PRSI changes

I am referring to your article in Irish Country Living, dated 16 August, 2014, “PRSI – pay now to benefit later”. My wife took voluntary redundancy last year, after 30 years of full-time employment, and is now helping me on the farm. The article referred to above states that if I pay her at least €5,000 of self-employed income on the tax return for 2014, she will receive 52 Pay Related Social Insurance (PRSI) contributions for the year. It also states that on the tax side, if we are earning over €41,800, it is beneficial to allocate income above this to her for tax purposes. However, the article also states that Declan McEvoy of IFAC is clear that there is no benefit to paying your wife a wage to reduce tax, especially now, as it would rule her out of making PRSI contributions. The reason for this is that a partner employed by their self-employed spouse is still not allowed to pay PRSI on that income. Please clarify.

The main point to understand about the change to the PRSI situation is to know the difference between paying a wage to a spouse and allocating self-employed income. You are right in that partners employed by spouses (getting a wage) are still not allowed to make PRSI contributions. However, the changes implemented earlier in the year mean that if you allocated self-employed farm income to your spouse, she will be eligible to pay PRSI contributions. It has to be a minimum of €5,000. Remember, it is not automatic and she has to pay a minimum of €500 in PRSI contributions to actually get them.

On the issue of if you are earning over €41,800 is it beneficial to allocate income to her, this comes from the fact that couples with two incomes only maximise their low-rate tax bands when the first income is over €41,800 and the second income is over €23,500. Hope this clarifies the issue.

Fair deal scheme

My husband inherited half of a farm from his sister six months ago. His sister had a bad fall two months ago and is in a nursing home. My husband continues to run the farm for her, he also farms his own. How does he stand with the Fair Deal Scheme, will we be hit by the asset contribution of 7.5%?

Firstly, it is your husband’s sister that will be hit by any asset contribution, not your husband. As explained last week, the HSE will only make contract with the person entering a nursing home. The farm is taken into account in the financial assessment of assets, ie a charge of 7.5% per annum.

The fact that the land was only transferred six months ago means that all of the land could be counted, even the land that was transferred. However, in certain circumstances, a three-year limit similar to the situation with a principal residence, where the charge is capped at 22.5% (ie payable for at 7.5% per year for the first three years in care only), can be applied.

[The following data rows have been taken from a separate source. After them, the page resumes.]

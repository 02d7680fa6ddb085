use enumset::EnumSet;

use super::sorted_values;
use super::DomainValue;
use super::SetDomainEvent;
use crate::acorn_assert_moderate;
use crate::basic_types::EmptyDomain;

/// A set domain: a pair of bounds on a set-valued variable. The `required`
/// set holds values that must be in the set, the `possible` set holds values
/// that may still be in it. The invariant `required ⊆ possible` holds at all
/// times; requiring a non-possible value or excluding a required value is the
/// set-world empty-domain signal.
#[derive(Debug, Clone, PartialEq)]
pub struct SetDomain<T> {
    required: Vec<T>,
    possible: Vec<T>,
    tolerance: T,
}

impl<T: DomainValue> SetDomain<T> {
    pub fn new(possible: Vec<T>, tolerance: T) -> Self {
        SetDomain {
            required: Vec::new(),
            possible: sorted_values::normalise(possible, tolerance),
            tolerance,
        }
    }

    pub fn is_possible(&self, value: T) -> bool {
        sorted_values::contains(&self.possible, value, self.tolerance)
    }

    pub fn is_required(&self, value: T) -> bool {
        sorted_values::contains(&self.required, value, self.tolerance)
    }

    pub fn possible_values(&self) -> &[T] {
        &self.possible
    }

    pub fn required_values(&self) -> &[T] {
        &self.required
    }

    pub fn possible_size(&self) -> usize {
        self.possible.len()
    }

    pub fn required_size(&self) -> usize {
        self.required.len()
    }

    /// The set variable is determined once every possible value is required.
    pub fn is_bound(&self) -> bool {
        self.required.len() == self.possible.len()
    }

    fn required_within_possible(&self) -> bool {
        self.required
            .iter()
            .all(|&value| sorted_values::contains(&self.possible, value, self.tolerance))
    }

    pub fn require(&mut self, value: T) -> Result<EnumSet<SetDomainEvent>, EmptyDomain> {
        if !self.is_possible(value) {
            return Err(EmptyDomain);
        }
        if !sorted_values::insert(&mut self.required, value, self.tolerance) {
            return Ok(EnumSet::empty());
        }

        acorn_assert_moderate!(
            self.required_within_possible(),
            "required values escaped the possible set"
        );

        let mut events = EnumSet::only(SetDomainEvent::Required);
        if self.is_bound() {
            events |= SetDomainEvent::Assign;
        }
        Ok(events)
    }

    pub fn exclude(&mut self, value: T) -> Result<EnumSet<SetDomainEvent>, EmptyDomain> {
        if self.is_required(value) {
            return Err(EmptyDomain);
        }
        if !sorted_values::remove(&mut self.possible, value, self.tolerance) {
            return Ok(EnumSet::empty());
        }

        acorn_assert_moderate!(
            self.required_within_possible(),
            "required values escaped the possible set"
        );

        let mut events = EnumSet::only(SetDomainEvent::Excluded);
        if self.is_bound() {
            events |= SetDomainEvent::Assign;
        }
        Ok(events)
    }
}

The first is where the person has suffered a sudden illness or disability which causes them to require long-term residential care. This is the case in your situation.

The second is where the person or their partner was actively engaged in the daily management of the farm, or relevant business, up until the time of the sudden illness or disability. This again was the case in your situation.

Finally, a family successor has to certify that he or she will continue the management of the farm or relevant business.

According to the Nursing Home Support Scheme Act 2009, a family successor means “a partner or relative of the person applying for State support, which person, at the time of the application for State support… in the case of a farm, regularly and consistently applies a portion of his or her working day in farming the farm”.

Based on this, your husband would qualify. It would appear that the non-transferred part could have a three-year cap applied. The problem is that bizarrely enough it would appear that her transferred asset could be indefinitely counted against her estate, unless your husband pays for her care for the next four and a half years upfront. Your situation highlights an anomaly in the scheme, where people are at a disadvantage by handing over the farm if they end up in a nursing home within five years. It is worth looking into further.

Income averaging

I rear my own calves and sold a lot of stock in December 2013. It was only when I went to my accountant that I realised it left me exposed to a large tax bill this year. I asked my accountant about income averaging, but he said that because my wife works four days a week in a crèche I’m not eligible. Is there anything I can do?

As you rear your own stock, the animals were most likely in at a low book value on 1 January 2013 and that increased your profits on paper. It will be lower next year, but that is not much good to your cashflow now and shows the importance of tax planning, especially when selling stock around your year end.

Income averaging would be a big help. You say your wife works in a crèche for four days a week. If she is just employed and does not own the business then you should not be ruled out of income averaging for that reason.

Revenue clearly states that only farmers who, or whose spouses, carry on another trade or profession cannot opt for income averaging. You are also ruled out if you are a director of a company which carries on a trade or profession. Go back to your accountant to make sure. With income averaging moving to five years in 2015, it will be even more beneficial to farmers.